━━━━━ SUPPLIED DATA ━━━━━

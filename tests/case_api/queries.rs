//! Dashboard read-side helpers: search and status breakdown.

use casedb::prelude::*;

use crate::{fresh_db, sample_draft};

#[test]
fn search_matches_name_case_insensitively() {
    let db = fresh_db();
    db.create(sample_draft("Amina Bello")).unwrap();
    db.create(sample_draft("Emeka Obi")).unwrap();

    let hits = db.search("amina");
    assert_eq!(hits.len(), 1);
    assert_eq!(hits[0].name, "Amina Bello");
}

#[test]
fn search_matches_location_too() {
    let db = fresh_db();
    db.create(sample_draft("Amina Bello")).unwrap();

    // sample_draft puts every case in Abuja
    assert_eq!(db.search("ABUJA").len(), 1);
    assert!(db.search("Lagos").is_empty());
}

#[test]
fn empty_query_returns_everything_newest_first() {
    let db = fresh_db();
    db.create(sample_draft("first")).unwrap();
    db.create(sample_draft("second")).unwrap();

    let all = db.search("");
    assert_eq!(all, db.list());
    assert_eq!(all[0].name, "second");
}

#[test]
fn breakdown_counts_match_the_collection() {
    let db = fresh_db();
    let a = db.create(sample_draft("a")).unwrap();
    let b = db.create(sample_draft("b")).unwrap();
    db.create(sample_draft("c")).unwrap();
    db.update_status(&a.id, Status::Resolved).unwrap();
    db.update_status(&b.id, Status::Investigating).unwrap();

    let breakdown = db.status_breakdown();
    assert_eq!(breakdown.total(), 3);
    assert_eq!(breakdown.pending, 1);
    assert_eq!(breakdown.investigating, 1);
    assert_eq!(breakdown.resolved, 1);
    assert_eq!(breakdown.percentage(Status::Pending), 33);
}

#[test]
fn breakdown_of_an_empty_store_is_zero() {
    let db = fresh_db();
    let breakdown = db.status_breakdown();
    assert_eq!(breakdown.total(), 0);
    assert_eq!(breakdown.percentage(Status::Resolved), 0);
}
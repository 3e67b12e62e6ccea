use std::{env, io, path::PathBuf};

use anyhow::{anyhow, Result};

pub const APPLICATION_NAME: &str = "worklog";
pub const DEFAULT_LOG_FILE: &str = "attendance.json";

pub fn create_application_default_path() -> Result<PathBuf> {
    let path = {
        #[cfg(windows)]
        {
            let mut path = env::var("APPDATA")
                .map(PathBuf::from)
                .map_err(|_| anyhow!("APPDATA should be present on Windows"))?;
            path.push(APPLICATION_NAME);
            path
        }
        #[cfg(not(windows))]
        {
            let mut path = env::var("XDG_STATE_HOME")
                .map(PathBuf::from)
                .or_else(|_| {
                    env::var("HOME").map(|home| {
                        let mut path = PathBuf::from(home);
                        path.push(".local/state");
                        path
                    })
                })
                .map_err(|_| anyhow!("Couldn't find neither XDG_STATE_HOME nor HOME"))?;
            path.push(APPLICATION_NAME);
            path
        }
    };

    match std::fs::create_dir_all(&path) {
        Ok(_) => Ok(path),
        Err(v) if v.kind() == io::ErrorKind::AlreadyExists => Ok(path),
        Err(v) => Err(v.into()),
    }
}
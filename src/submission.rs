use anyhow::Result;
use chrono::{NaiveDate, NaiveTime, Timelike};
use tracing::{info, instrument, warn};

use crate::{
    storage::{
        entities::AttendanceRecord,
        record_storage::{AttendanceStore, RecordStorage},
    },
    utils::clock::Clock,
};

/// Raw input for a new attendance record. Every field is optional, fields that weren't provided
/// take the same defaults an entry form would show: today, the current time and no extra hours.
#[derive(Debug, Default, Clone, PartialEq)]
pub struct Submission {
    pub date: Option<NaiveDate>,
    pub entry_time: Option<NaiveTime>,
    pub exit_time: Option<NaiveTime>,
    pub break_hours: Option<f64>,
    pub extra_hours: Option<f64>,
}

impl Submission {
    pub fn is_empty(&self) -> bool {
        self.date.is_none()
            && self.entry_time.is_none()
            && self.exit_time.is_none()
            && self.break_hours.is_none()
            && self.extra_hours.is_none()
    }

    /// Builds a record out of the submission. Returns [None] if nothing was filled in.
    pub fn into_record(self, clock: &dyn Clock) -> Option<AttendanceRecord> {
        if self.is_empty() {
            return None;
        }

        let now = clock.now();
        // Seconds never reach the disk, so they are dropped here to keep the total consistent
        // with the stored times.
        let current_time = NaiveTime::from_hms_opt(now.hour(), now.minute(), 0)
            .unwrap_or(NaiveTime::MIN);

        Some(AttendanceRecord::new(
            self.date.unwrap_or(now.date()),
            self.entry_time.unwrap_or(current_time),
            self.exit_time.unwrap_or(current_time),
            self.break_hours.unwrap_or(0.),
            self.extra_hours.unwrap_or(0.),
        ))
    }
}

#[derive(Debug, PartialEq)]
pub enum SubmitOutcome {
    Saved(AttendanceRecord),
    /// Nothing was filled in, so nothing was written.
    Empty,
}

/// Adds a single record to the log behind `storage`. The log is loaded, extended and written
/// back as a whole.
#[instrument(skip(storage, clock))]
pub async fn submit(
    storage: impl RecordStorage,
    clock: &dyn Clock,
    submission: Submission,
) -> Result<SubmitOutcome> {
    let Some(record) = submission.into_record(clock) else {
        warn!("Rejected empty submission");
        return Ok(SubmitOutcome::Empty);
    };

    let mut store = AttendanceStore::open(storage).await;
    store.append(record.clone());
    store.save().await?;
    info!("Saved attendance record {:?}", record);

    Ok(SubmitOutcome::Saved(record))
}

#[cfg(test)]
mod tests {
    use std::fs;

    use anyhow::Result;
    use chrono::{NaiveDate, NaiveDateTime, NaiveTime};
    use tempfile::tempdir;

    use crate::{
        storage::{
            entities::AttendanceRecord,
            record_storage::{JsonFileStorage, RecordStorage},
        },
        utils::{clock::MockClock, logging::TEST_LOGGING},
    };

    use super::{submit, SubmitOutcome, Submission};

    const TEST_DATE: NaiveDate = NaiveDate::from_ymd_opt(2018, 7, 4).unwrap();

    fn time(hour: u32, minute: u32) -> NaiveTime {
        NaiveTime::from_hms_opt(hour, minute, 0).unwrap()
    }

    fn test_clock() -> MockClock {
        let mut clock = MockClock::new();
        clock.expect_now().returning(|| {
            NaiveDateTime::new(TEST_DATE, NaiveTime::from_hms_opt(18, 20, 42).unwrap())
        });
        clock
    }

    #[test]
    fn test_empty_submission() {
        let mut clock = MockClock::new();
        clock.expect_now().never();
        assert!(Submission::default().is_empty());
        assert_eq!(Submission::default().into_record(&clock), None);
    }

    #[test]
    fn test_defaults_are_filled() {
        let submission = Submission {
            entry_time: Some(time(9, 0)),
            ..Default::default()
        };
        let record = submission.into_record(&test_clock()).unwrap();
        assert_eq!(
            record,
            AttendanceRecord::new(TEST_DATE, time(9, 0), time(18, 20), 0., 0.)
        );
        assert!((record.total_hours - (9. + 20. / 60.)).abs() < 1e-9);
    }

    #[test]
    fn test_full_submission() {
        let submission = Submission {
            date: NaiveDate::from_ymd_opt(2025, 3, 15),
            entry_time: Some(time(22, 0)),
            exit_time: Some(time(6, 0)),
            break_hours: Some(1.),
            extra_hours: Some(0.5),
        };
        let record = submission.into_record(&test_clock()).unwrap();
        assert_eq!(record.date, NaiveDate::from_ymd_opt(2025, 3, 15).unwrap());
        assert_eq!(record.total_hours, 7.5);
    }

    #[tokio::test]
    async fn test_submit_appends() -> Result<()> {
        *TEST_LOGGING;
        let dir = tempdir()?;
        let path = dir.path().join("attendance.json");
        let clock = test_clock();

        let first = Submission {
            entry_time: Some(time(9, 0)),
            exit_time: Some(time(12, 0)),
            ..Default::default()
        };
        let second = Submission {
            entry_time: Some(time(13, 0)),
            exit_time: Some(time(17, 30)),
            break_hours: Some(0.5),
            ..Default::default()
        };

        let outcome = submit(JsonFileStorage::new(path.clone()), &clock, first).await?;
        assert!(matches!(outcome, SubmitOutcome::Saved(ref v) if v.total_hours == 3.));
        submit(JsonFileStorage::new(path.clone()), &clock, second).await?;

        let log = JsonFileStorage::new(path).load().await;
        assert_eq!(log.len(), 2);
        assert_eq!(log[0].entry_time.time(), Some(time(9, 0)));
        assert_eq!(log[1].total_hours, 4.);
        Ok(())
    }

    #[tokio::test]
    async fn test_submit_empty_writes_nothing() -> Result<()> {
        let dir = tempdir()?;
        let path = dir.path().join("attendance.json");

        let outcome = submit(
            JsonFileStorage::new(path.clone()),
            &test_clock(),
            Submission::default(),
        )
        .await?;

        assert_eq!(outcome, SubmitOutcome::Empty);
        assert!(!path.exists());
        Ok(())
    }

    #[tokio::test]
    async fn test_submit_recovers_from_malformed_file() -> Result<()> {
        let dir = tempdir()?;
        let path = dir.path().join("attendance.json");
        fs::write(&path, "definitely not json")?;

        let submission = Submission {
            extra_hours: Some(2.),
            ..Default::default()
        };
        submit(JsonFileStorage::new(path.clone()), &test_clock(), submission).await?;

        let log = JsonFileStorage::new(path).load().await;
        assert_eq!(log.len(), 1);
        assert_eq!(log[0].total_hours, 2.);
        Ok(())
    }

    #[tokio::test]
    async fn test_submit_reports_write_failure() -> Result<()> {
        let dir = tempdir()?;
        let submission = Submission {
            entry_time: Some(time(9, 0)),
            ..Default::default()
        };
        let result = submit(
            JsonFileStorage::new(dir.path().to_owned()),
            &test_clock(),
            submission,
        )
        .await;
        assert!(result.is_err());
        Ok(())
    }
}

━━━━━

PROMPT: In the entries above, how many lines hold the word "Debug"? State the number and nothing else.

SOLUTION BELOW: 2